Trajimos de regreso a
las mujeres que se habían llevado las milicias. No a todas. Algunas murieron
antes de que nosotros llegáramos. Siempre es así.
Las regresamos pero ellos
las apartan. No las reciben de nuevo en su comunidad. Ahora no existen. Las
milicias las raptaron en el campo y cuando recogían la leña y eso significa que
se fueron para siempre, que dejaron de pertenecer a su familia y a su sociedad.
Niñas algunas, jovencitas
otras. También alguna madre que perdió el derecho de ver a sus hijos
nuevamente. De ellos se hará cargo el marido, que adopta la condición de ex y será
ayudado por su familia en la crianza.
La familia de la madre
no tiene derechos sobre los niños, porque la deshonra es una especie de plaga
contagiosa que no solo abarca a la víctima, sino a toda su rama familiar.
Mi hija ya ha pasado en
nuestra anterior Delegación por estas circunstancias, pero igual se rebela, se
enfurece, increpa a los hombres en un francés rabioso que me veo obligado a contener.
Ionit se suelta de mis
brazos y se va. Hace lobby con el Condorito, como buenos primos, desde lejos.
Vlady también la reprende con gestos de silencio pero no opina en voz alta.
Solamente hace gestos.
La médica se ocupa del
estrago. Le hago un gesto a mi hija, para que colabore con la médica, la
comadrona y las enfermeras improvisadas con las que contamos, que pertenecen a
la parte cristiana de este mundo que a veces se vuelve irreflexivo.

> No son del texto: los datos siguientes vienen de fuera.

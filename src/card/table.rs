use std::io::{Read, Seek};

use byteorder::{ByteOrder, LittleEndian};

use super::property::CardType;
use super::record::CardRecord;
use crate::error::{ExtractError, FormatError, Result, TableKind};
use crate::image::GameImage;
use crate::layout::{Layout, TABLE_HEADER_SIZE};

/// All card records in on-disk order.
pub type CardTable = Vec<CardRecord>;

/// A run of same-typed, fixed-width entries.
#[derive(Debug, Clone, Copy, PartialEq, Eq)]
pub struct Section {
    pub card_type: CardType,
    /// Data address of the first entry.
    pub offset: u64,
    /// Table position of the first entry.
    pub first_index: usize,
    pub count: usize,
    pub stride: u64,
}

impl Section {
    pub fn size(&self) -> u64 {
        self.count as u64 * self.stride
    }

    fn contains(&self, index: usize) -> bool {
        index >= self.first_index && index < self.first_index + self.count
    }
}

/// Where the card table and each of its sections lie in the image.
#[derive(Debug, Clone, Copy, PartialEq, Eq)]
pub struct CardTableLocation {
    /// Data address of the table header.
    pub offset: u64,
    /// Digimon, item and digivolve sections, back to back.
    pub sections: [Section; 3],
}

impl CardTableLocation {
    pub fn entry_count(&self) -> usize {
        self.sections.iter().map(|s| s.count).sum()
    }

    /// Bytes of entries following the header.
    pub fn records_size(&self) -> u64 {
        self.sections.iter().map(Section::size).sum()
    }

    /// Type and data address of entry `index`.
    pub fn entry(&self, index: usize) -> Option<(CardType, u64)> {
        let section = self.sections.iter().find(|s| s.contains(index))?;
        let offset = section.offset + (index - section.first_index) as u64 * section.stride;
        Some((section.card_type, offset))
    }
}

/// Reads and validates the card table header.
pub fn locate<R: Read + Seek>(image: &mut GameImage<R>, layout: &Layout) -> Result<CardTableLocation> {
    let table = &layout.card_table;
    let header = image.read_at(table.address, TABLE_HEADER_SIZE)?;

    let expected = table.magic_bytes();
    let found = [header[0], header[1], header[2], header[3]];
    if found != expected {
        return Err(FormatError::Magic { table: TableKind::Card, expected, found }.into());
    }

    let counts = [
        (CardType::Digimon, LittleEndian::read_u16(&header[0x4..0x6]) as usize),
        (CardType::Item, header[0x6] as usize),
        (CardType::Digivolve, header[0x7] as usize),
    ];

    let mut offset = table.address + TABLE_HEADER_SIZE as u64;
    let mut first_index = 0;
    let sections = counts.map(|(card_type, count)| {
        let section = Section {
            card_type,
            offset,
            first_index,
            count,
            stride: CardRecord::entry_size(card_type) as u64,
        };
        offset += section.size();
        first_index += count;
        section
    });

    let location = CardTableLocation { offset: table.address, sections };
    let size = location.records_size();
    if size > table.max_size {
        return Err(FormatError::TooLarge { table: TableKind::Card, size, max: table.max_size }.into());
    }
    image.check_bounds(table.address + TABLE_HEADER_SIZE as u64, size)?;

    log::info!(
        "Card table at {:#x}: {} digimon, {} items, {} digivolves",
        location.offset,
        counts[0].1,
        counts[1].1,
        counts[2].1
    );
    Ok(location)
}

/// Decodes every entry of a located card table, stopping at the first bad one.
pub fn build<R: Read + Seek>(image: &mut GameImage<R>, location: &CardTableLocation) -> Result<CardTable> {
    let start = location.offset + TABLE_HEADER_SIZE as u64;
    let region = image.read_at(start, location.records_size() as usize)?;

    let mut table = Vec::with_capacity(location.entry_count());
    for index in 0..location.entry_count() {
        let Some((card_type, offset)) = location.entry(index) else {
            break;
        };
        let begin = (offset - start) as usize;
        let entry = &region[begin..begin + CardRecord::entry_size(card_type)];

        let record = CardRecord::decode(card_type, index, entry)
            .map_err(|source| ExtractError::MalformedRecord { table: TableKind::Card, index, source })?;
        table.push(record);
    }

    log::info!("Decoded {} cards", table.len());
    Ok(table)
}

#[cfg(test)]
mod tests {
    use super::*;
    use crate::layout::TableLayout;
    use std::io::Cursor;

    fn layout_at(address: u64) -> Layout {
        Layout {
            card_table: TableLayout { address, ..Layout::default().card_table },
            ..Layout::default()
        }
    }

    fn image_with_header(address: usize, header: [u8; 8], len: usize) -> GameImage<Cursor<Vec<u8>>> {
        let mut data = vec![0u8; len];
        data[address..address + 8].copy_from_slice(&header);
        GameImage::from_reader(Cursor::new(data)).unwrap()
    }

    #[test]
    fn sections_follow_each_other() {
        let mut image = image_with_header(0x10, *b"0ACD\x02\x00\x01\x03", 0x1000);
        let location = locate(&mut image, &layout_at(0x10)).unwrap();

        assert_eq!(location.entry_count(), 6);
        assert_eq!(location.records_size(), 2 * 0x13c + 0xe2 + 3 * 0x70);
        assert_eq!(location.entry(0), Some((CardType::Digimon, 0x18)));
        assert_eq!(location.entry(1), Some((CardType::Digimon, 0x18 + 0x13c)));
        assert_eq!(location.entry(2), Some((CardType::Item, 0x18 + 2 * 0x13c)));
        assert_eq!(location.entry(5), Some((CardType::Digivolve, 0x18 + 2 * 0x13c + 0xe2 + 2 * 0x70)));
        assert_eq!(location.entry(6), None);
    }

    #[test]
    fn bad_magic() {
        let mut image = image_with_header(0, *b"0ACX\x00\x00\x00\x00", 0x800);
        let err = locate(&mut image, &layout_at(0)).unwrap_err();
        assert!(matches!(
            err,
            ExtractError::InvalidFormat(FormatError::Magic { table: TableKind::Card, found, .. }) if &found == b"0ACX"
        ));
    }

    #[test]
    fn too_many_cards() {
        let mut image = image_with_header(0, *b"0ACD\xff\xff\x00\x00", 0x800);
        let err = locate(&mut image, &layout_at(0)).unwrap_err();
        assert!(matches!(err, ExtractError::InvalidFormat(FormatError::TooLarge { .. })));
    }

    #[test]
    fn records_past_the_end() {
        let mut image = image_with_header(0, *b"0ACD\x10\x00\x00\x00", 0x800);
        let err = locate(&mut image, &layout_at(0)).unwrap_err();
        assert!(matches!(err, ExtractError::OutOfBounds { offset: 8, length: 0x13c0, .. }));
    }

    #[test]
    fn empty_table() {
        let mut image = image_with_header(0, *b"0ACD\x00\x00\x00\x00", 0x800);
        let location = locate(&mut image, &layout_at(0)).unwrap();
        assert_eq!(location.entry_count(), 0);
        assert!(build(&mut image, &location).unwrap().is_empty());
    }
}
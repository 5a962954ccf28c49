pub mod all;
pub mod cards;
pub mod decks;

use std::fs::File;
use std::io::BufReader;
use std::path::Path;

use anyhow::Context;
use card_table_forge::output::Format;
use card_table_forge::{GameImage, Layout};

/// Opens the image and resolves the layout every command starts from.
fn open(image: &Path, layout: Option<&Path>) -> anyhow::Result<(GameImage<BufReader<File>>, Layout)> {
    let layout = Layout::load_or_default(layout)?;
    let game = GameImage::open(image).with_context(|| format!("Unable to open {}", image.display()))?;
    log::info!("[*] Source: {} ({:?}, layout {})", image.display(), game.layout(), layout.version);
    Ok((game, layout))
}

fn format(jsonl: bool) -> Format {
    if jsonl {
        Format::Jsonl
    } else {
        Format::Json
    }
}

#[cfg(test)]
pub(crate) mod testing {
    use std::fs;
    use std::path::{Path, PathBuf};

    pub const CARD_TABLE: usize = 0x10;
    pub const DECK_TABLE: usize = 0x400;
    /// Name of the single digivolve card, body offset 0.
    pub const CARD_NAME: usize = CARD_TABLE + 8 + 3;
    /// City byte of the single deck.
    pub const DECK_CITY: usize = DECK_TABLE + 8 + 0x6a;

    /// Scratch directory, emptied first.
    pub fn scratch(name: &str) -> PathBuf {
        let dir = std::env::temp_dir().join(format!("ctf-cmd-{}-{}", name, std::process::id()));
        let _ = fs::remove_dir_all(&dir);
        fs::create_dir_all(&dir).unwrap();
        dir
    }

    /// Plain 2048-byte sector data: one digivolve card named "A", one deck named "Deck".
    pub fn image_bytes() -> Vec<u8> {
        let mut data = vec![0u8; 2 * 2048];
        data[CARD_TABLE..CARD_TABLE + 8].copy_from_slice(b"0ACD\x00\x00\x00\x01");
        // id 0, digivolve
        data[CARD_TABLE + 8 + 2] = 2;
        data[CARD_NAME] = b'A';
        data[CARD_NAME + 0x15..CARD_NAME + 0x18].copy_from_slice(&[0, 0, 5]);

        data[DECK_TABLE..DECK_TABLE + 8].copy_from_slice(b"30KD\x01\x00\x00\x00");
        data[DECK_TABLE + 8 + 0x3c..DECK_TABLE + 8 + 0x40].copy_from_slice(b"Deck");
        data
    }

    /// Writes `bytes` as `dcb.bin` and a matching layout file into `dir`.
    pub fn write_inputs(dir: &Path, bytes: &[u8]) -> (PathBuf, PathBuf) {
        let image = dir.join("dcb.bin");
        fs::write(&image, bytes).unwrap();

        let layout = dir.join("layout.json");
        fs::write(
            &layout,
            format!(
                r#"{{"version":"test","card_table":{{"address":{},"magic":"0ACD","max_size":4096}},
                   "deck_table":{{"address":{},"magic":"30KD","max_size":1024}}}}"#,
                CARD_TABLE, DECK_TABLE
            ),
        )
        .unwrap();
        (image, layout)
    }

    pub fn read_json(path: &Path) -> serde_json::Value {
        serde_json::from_slice(&fs::read(path).unwrap()).unwrap()
    }

    pub fn card_json() -> serde_json::Value {
        serde_json::json!([{
            "id": 0,
            "card_type": "Digivolve",
            "name": "A",
            "effect": "DisregardSpecialityLevelDP",
            "effect_description": ["", "", "", ""]
        }])
    }

    pub fn deck_json() -> serde_json::Value {
        serde_json::json!([{
            "id": 0,
            "name": "Deck",
            "owner": "",
            "cards": vec![0u16; 30],
            "experience": 0,
            "city": null,
            "armor_evo": null,
            "battle_music": null,
            "polygon_music": null,
            "unknown_64": [0, 0, 0, 0],
            "unknown_6a": 0
        }])
    }
}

Las hemos
entrenado porque son más accesibles que las musulmanas y se adaptan mucho mejor
a las contingencias que implica sobrevivir.
—Por lo menos, no las
lapidan —dice alguien.
Yo no sé qué es peor en
esta sociedad.
Dispongo que mientras
ellas pasan por el puesto sanitario, mis hombres les acondicionen un lugar
donde vivir.
—Alguno de esos
edificios —indico y voy a negociar con sus familias que por lo menos les
entreguen las ropas que dejaron en las casas, antes de la catástrofe.